There are many different ways that one can recycle. Newspapers, tin cans, and plastic water bottles are items most commonly found in the blue bin. Old electronics may be something that one would think to throw to the curb for the garbage truck to pick up, what you may not know is that these items are not garbage. Electronics contain valuable metals and components that can be used again in another manufacturing process. This e-waste contains hazardous materials like lead, mercury and cadmium. They create a threat to the environment if buried in landfill. Recycling electronic items have great benefits for ourselves and the environment.

Many electronics contain hazardous metals and toxins that can severely damage our health, wild life, and environment.

Lead:

Can be found as solder on printed circuit boards and in television and computer monitor glass. Lead can cause damage to the central and peripheral nervous systems, blood systems, and kidneys in humans. Lead has also been shown to have severely negative effects on fetal development and on nursing infants.

Mercury:

Can be found in all fluorescent lamps, printed circuit boards, laptops and LCD screen backlights. Mercury in lakes and rivers converts to methylated mercury in sediments. The toxin can then accumulate in living organisms and travel up the food chain. Mercury can adversely affect a baby’s growing brain and nervous system. Adults can suffer organ damage, mental impairment, and a variety of other health problems.

 Cadmium:

Can be found in chip resistors and semiconductors. Cadmium and several cadmium-containing compounds are carcinogens that can induce various types of cancer. Cadmium can also accumulate in, and harm, the kidneys.

TVs, computers, refrigerators, cell phones, they all have one thing in common; they all become e-waste.  With how rapid technology is evolving, these objects are

upgraded all the time. With these upgrades the old items usually just sent to the curb. But there are places that can refurbish certain parts and be used in making new or creating spare parts for electronics. These locations are environmentally responsible recyclers and can be found here, there are plenty different retail, privately owned shops and second hand stores that would gladly take your old electronics.

Another way to recycle is through classified ads, this could be through the newspaper or online.  The easiest online classified is Kijiji. It is free to post and search for items. This site is good because you can also swap or trade items instead of buying new, which in the end benefits our environment.  This site is also great because you can find things from anywhere in Canada, even Nunavut.  There is another site called Gazelle that pays you for your old electronics. This company takes the most common electronics such as cell phones, iPods, and laptops and looks to refurbish them so others can reuse them.

What we can do:

1. Reduce the consumption of products that in the end become e-waste by maintaining older equipment by replacing damaged or worn parts. Or by purchasing higher quality products with a longer life.

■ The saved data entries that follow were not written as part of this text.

//! Shared stroke model and JSON wire protocol for realtime WS transport.
//!
//! This crate owns the wire representation used by the server, the `canvas`
//! replay crate, and the CLI. Messages are internally tagged JSON objects
//! (`{"type": "fullState", ...}`) carried in WebSocket text frames.

mod stroke;

use serde::{Deserialize, Serialize};

pub use stroke::{MIN_STROKE_POINTS, Point, Stroke, StrokeError};

// =============================================================================
// ERROR CODES
// =============================================================================

/// Grepable error code and retryable flag for structured error messages.
pub trait ErrorCode: std::fmt::Display {
    fn error_code(&self) -> &'static str;

    fn retryable(&self) -> bool {
        false
    }
}

/// Error returned by the decode helpers.
#[derive(Debug, thiserror::Error)]
pub enum CodecError {
    #[error("invalid message json: {0}")]
    Json(#[from] serde_json::Error),
}

impl ErrorCode for CodecError {
    fn error_code(&self) -> &'static str {
        "E_INVALID_MESSAGE"
    }
}

// =============================================================================
// CANONICAL STATE
// =============================================================================

/// The canonical `(log, horizon)` of one session, tagged with its version.
#[derive(Debug, Clone, Default, PartialEq, Serialize, Deserialize)]
pub struct FullState {
    pub log: Vec<Stroke>,
    pub horizon: usize,
    pub version: u64,
}

impl FullState {
    /// Strokes currently shown: the `log[0..horizon)` prefix.
    #[must_use]
    pub fn visible(&self) -> &[Stroke] {
        &self.log[..self.horizon.min(self.log.len())]
    }
}

/// HTTP body for snapshot save/load.
#[derive(Debug, Clone, Default, PartialEq, Serialize, Deserialize)]
pub struct SnapshotBody {
    pub log: Vec<Stroke>,
}

// =============================================================================
// MESSAGES
// =============================================================================

/// Intents a client may send. Undo/redo never carry a target index: the
/// pointer is always computed by the server.
#[derive(Debug, Clone, PartialEq, Serialize, Deserialize)]
#[serde(tag = "type", rename_all = "camelCase")]
pub enum ClientMessage {
    SubmitStroke { points: Vec<Point> },
    Undo,
    Redo,
    Clear,
    RequestFullState,
    SaveSnapshot { name: String },
    LoadSnapshot { name: String },
}

impl ClientMessage {
    /// Wire name of the message, for logs.
    #[must_use]
    pub fn kind(&self) -> &'static str {
        match self {
            Self::SubmitStroke { .. } => "submitStroke",
            Self::Undo => "undo",
            Self::Redo => "redo",
            Self::Clear => "clear",
            Self::RequestFullState => "requestFullState",
            Self::SaveSnapshot { .. } => "saveSnapshot",
            Self::LoadSnapshot { .. } => "loadSnapshot",
        }
    }
}

/// Structured error carried by [`ServerMessage::Error`].
#[derive(Debug, Clone, PartialEq, Eq, Serialize, Deserialize)]
pub struct ErrorPayload {
    pub code: String,
    pub message: String,
    pub retryable: bool,
}

/// Messages the server sends to session members.
#[derive(Debug, Clone, PartialEq, Serialize, Deserialize)]
#[serde(tag = "type", rename_all = "camelCase")]
pub enum ServerMessage {
    FullState(FullState),
    SnapshotSaved { name: String, strokes: usize },
    Error(ErrorPayload),
}

impl ServerMessage {
    /// Create an error message from a plain code and message. Never retryable.
    #[must_use]
    pub fn error(code: impl Into<String>, message: impl Into<String>) -> Self {
        Self::Error(ErrorPayload { code: code.into(), message: message.into(), retryable: false })
    }

    /// Create a structured error message from a typed error.
    #[must_use]
    pub fn error_from(err: &(impl ErrorCode + ?Sized)) -> Self {
        Self::Error(ErrorPayload {
            code: err.error_code().to_owned(),
            message: err.to_string(),
            retryable: err.retryable(),
        })
    }

    /// Version carried by a `fullState`, if this is one.
    #[must_use]
    pub fn version(&self) -> Option<u64> {
        match self {
            Self::FullState(state) => Some(state.version),
            Self::SnapshotSaved { .. } | Self::Error(_) => None,
        }
    }
}

// =============================================================================
// CODEC
// =============================================================================

/// Encode any message as JSON text.
///
/// # Errors
///
/// Returns [`CodecError::Json`] if serialization fails.
pub fn encode<T: Serialize>(message: &T) -> Result<String, CodecError> {
    Ok(serde_json::to_string(message)?)
}

/// Decode a client intent from JSON text.
///
/// # Errors
///
/// Returns [`CodecError::Json`] for malformed JSON, unknown message types, or
/// payloads of the wrong shape.
pub fn decode_client(text: &str) -> Result<ClientMessage, CodecError> {
    Ok(serde_json::from_str(text)?)
}

/// Decode a server message from JSON text.
///
/// # Errors
///
/// Returns [`CodecError::Json`] for malformed JSON or invalid strokes.
pub fn decode_server(text: &str) -> Result<ServerMessage, CodecError> {
    Ok(serde_json::from_str(text)?)
}

#[cfg(test)]
#[path = "lib_test.rs"]
mod tests;
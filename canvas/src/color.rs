//! Stroke colour parsing.
//!
//! Colours arrive as CSS-style hex strings. Only `#rgb` and `#rrggbb` are
//! understood; anything else falls back to black so a bad colour never stops
//! a history from replaying.

/// Fallback for unparseable colours.
pub const BLACK: [u8; 3] = [0, 0, 0];

/// Parse `#rgb` or `#rrggbb` into RGB bytes.
#[must_use]
pub fn parse_hex(color: &str) -> Option<[u8; 3]> {
    let hex = color.trim().strip_prefix('#')?.as_bytes();
    match hex {
        [r, g, b] => Some([nibble(*r)? * 17, nibble(*g)? * 17, nibble(*b)? * 17]),
        [r1, r0, g1, g0, b1, b0] => Some([byte(*r1, *r0)?, byte(*g1, *g0)?, byte(*b1, *b0)?]),
        _ => None,
    }
}

/// Resolve a stroke colour, falling back to [`BLACK`].
#[must_use]
pub fn resolve(color: &str) -> [u8; 3] {
    parse_hex(color).unwrap_or(BLACK)
}

fn byte(hi: u8, lo: u8) -> Option<u8> {
    Some(nibble(hi)? * 16 + nibble(lo)?)
}

fn nibble(digit: u8) -> Option<u8> {
    match digit {
        b'0'..=b'9' => Some(digit - b'0'),
        b'a'..=b'f' => Some(digit - b'a' + 10),
        b'A'..=b'F' => Some(digit - b'A' + 10),
        _ => None,
    }
}

#[cfg(test)]
#[path = "color_test.rs"]
mod color_test;
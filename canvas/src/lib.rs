//! Deterministic stroke replay and the client-side session replica.
//!
//! This crate turns an ordered stroke log into pixels and holds the derived,
//! disposable copy of a session that a client renders from. It never owns
//! canonical state: the server decides the log and horizon, and the
//! [`replica::Replica`] only applies newer versions of what it is sent.
//!
//! ## Module layout
//!
//! | Module | Role |
//! |--------|------|
//! | [`render`] | ReplayEngine: [`render::render`] and the RGBA [`render::PixelBuffer`] |
//! | [`replica`] | Version-guarded replica with a cached committed frame and live gesture preview |
//! | [`color`] | Hex colour parsing |
//! | [`consts`] | Shared numeric constants (default surface size, brush minimum) |

pub mod color;
pub mod consts;
pub mod render;
pub mod replica;

pub use render::{PixelBuffer, render};
pub use replica::{ApplyOutcome, Replica};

2. Reuse products by selling them or donating them to others.

3. Recycle your unwanted electronics with an environmentally responsible recycler who will either refurbish them for reuse, or break them down to commodity level where they can be used again as raw materials.

By recycling electronics we can lower the amount of e-waste in landfill sites removing toxins that damage our environment and ourselves. This allows us to create a more sustainable environment for generations to come.